The results of the second experiment show that: the mass ratio of the alisartan medoxomil to the amlodipine besylate is 14.4, 1 and 2.9, and the mass ratio of the alisartan medoxomil to the levamlodipine besylate is 28.7, wherein the compound composition has less than 5 percent of synergistic effect.
It can be seen that the dosage ratio of the allisartan isoproxil: the amlodipine besylate has the maximum synergistic antihypertensive effect after being combined with 24.
In subsequent repeated animal experiments on the administration of the compound medicinal composition of the allisartan isoproxil-amlodipine besylate, when the dose ratio of the allisartan isoproxil to the amlodipine besylate is 24, 48.
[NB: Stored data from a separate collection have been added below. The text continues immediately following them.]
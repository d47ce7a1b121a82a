// Papyrus Identifier Resolver
// Builds call locals and turns identifier operands into storage slots

use crate::bytecode::{FunctionInfo, Instruction, Operand};
use crate::vm::instance::ActiveInstance;
use crate::vm::value::{slot, Slot, Value};
use smallvec::SmallVec;
use std::rc::Rc;
use tracing::{error, warn};

/// A named local of one call
#[derive(Debug, Clone)]
pub struct Local {
    pub name: String,
    pub slot: Slot,
}

impl Local {
    fn new(name: &str, value: Value) -> Self {
        Self {
            name: name.to_string(),
            slot: slot(value),
        }
    }
}

/// Locals table, shared between a call and its continuations
pub type Locals = Rc<Vec<Local>>;

/// Resolved operands of one instruction
pub type Operands = SmallVec<[Slot; 4]>;

impl ActiveInstance {
    /// Declared locals, then bound arguments, then the missing parameters
    pub fn make_locals(&self, function: &FunctionInfo, args: Vec<Value>) -> Locals {
        let mut locals = Vec::with_capacity(function.locals.len() + function.params.len());

        for var in &function.locals {
            locals.push(Local::new(&var.name, Value::zero_of(&var.type_name)));
        }

        let bound = args.len().min(function.params.len());
        if args.len() > function.params.len() {
            warn!(
                "ActiveInstance::make_locals - {} arguments passed to a function of {} taking {}, extra ignored",
                args.len(),
                self.source_name(),
                function.params.len()
            );
        }

        for (param, arg) in function.params.iter().zip(args) {
            locals.push(Local::new(&param.name, arg.with_object_type(&param.type_name)));
        }

        for param in &function.params[bound..] {
            locals.push(Local::new(&param.name, Value::zero_of(&param.type_name)));
        }

        for local in &locals {
            let name = match local.slot.borrow().as_identifier() {
                Some(name) => name.to_string(),
                None => continue,
            };
            let resolved = self.resolve_name(&name, &locals).borrow().clone();
            *local.slot.borrow_mut() = resolved;
        }

        Rc::new(locals)
    }

    /// Storage slot for `name`, first match wins
    pub fn resolve_name(&self, name: &str, locals: &[Local]) -> Slot {
        if name == "self" {
            return Rc::clone(&self.owner);
        }

        if let Some(local) = locals.iter().find(|local| local.name == name) {
            return Rc::clone(&local.slot);
        }

        match self.checked_variable(name, "ActiveInstance::resolve_name") {
            Ok(Some(var)) => return var,
            Ok(None) => {}
            Err(_) => return slot(Value::none()),
        }

        if let Some(cached) = self.identifiers.find(name) {
            return cached;
        }

        if self.host.has_native_functions(self.source_name()) {
            return self.identifiers.intern(Value::identifier(name));
        }

        let in_parent_table = || {
            self.parent()
                .is_some_and(|parent| parent.script().string_table.contains(name))
        };
        if self.script().string_table.contains(name) || in_parent_table() {
            return self.identifiers.intern(Value::string(name));
        }

        error!(
            "ActiveInstance::resolve_name - failed all attempts to find variable '{}' in {}",
            name,
            self.source_name()
        );
        slot(Value::none())
    }

    /// One slot per operand; identifiers past the literal prefix are resolved
    pub fn decode(&self, instruction: &Instruction, locals: &[Local]) -> Operands {
        let start = instruction.op.dereference_start();
        instruction
            .args
            .iter()
            .enumerate()
            .map(|(i, operand)| match operand {
                Operand::Ident(name) if i >= start => self.resolve_name(name, locals),
                literal => slot(Value::from(literal)),
            })
            .collect()
    }
}
// Papyrus VM Configuration
// Execution limits shared by an instance and its whole parent chain

use serde::{Deserialize, Serialize};

pub const DEFAULT_MAX_STACK_DEPTH: usize = 128;
pub const DEFAULT_OPCODE_QUOTA: usize = 100_000;

#[derive(Debug, Clone, PartialEq, Eq, Serialize, Deserialize)]
#[serde(default)]
pub struct VmConfig {
    /// Nested `start_function` calls allowed on one logical call chain
    pub max_stack_depth: usize,

    /// Opcode dispatches allowed per `execute_all` run
    pub opcode_quota: usize,
}

impl VmConfig {
    /// Parse a JSON document, missing fields keep their defaults
    pub fn from_json(json: &str) -> Result<Self, serde_json::Error> {
        serde_json::from_str(json)
    }
}

impl Default for VmConfig {
    fn default() -> Self {
        Self {
            max_stack_depth: DEFAULT_MAX_STACK_DEPTH,
            opcode_quota: DEFAULT_OPCODE_QUOTA,
        }
    }
}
Comprehensively, the compound pharmaceutical composition consisting of the alisartan medoxomil and/or the salt thereof and the calcium channel antagonist (amlodipine and/or the salt thereof) shows a better in-vivo blood pressure reduction synergistic effect when the dosage ratio is 24, 1, 48 and 1, and is more favorable for improving the blood pressure reduction effect, can reduce the incidence rate of adverse drug reactions, and has a considerable patent medicine prospect.
The above embodiments are preferred embodiments of the present invention, but the present invention is not limited to the above embodiments, and any other changes, modifications, substitutions, combinations, and simplifications which do not depart from the spirit and principle of the present invention should be construed as equivalents thereof, and all such changes, modifications, substitutions, combinations, and simplifications are intended to be included in the scope of the present invention.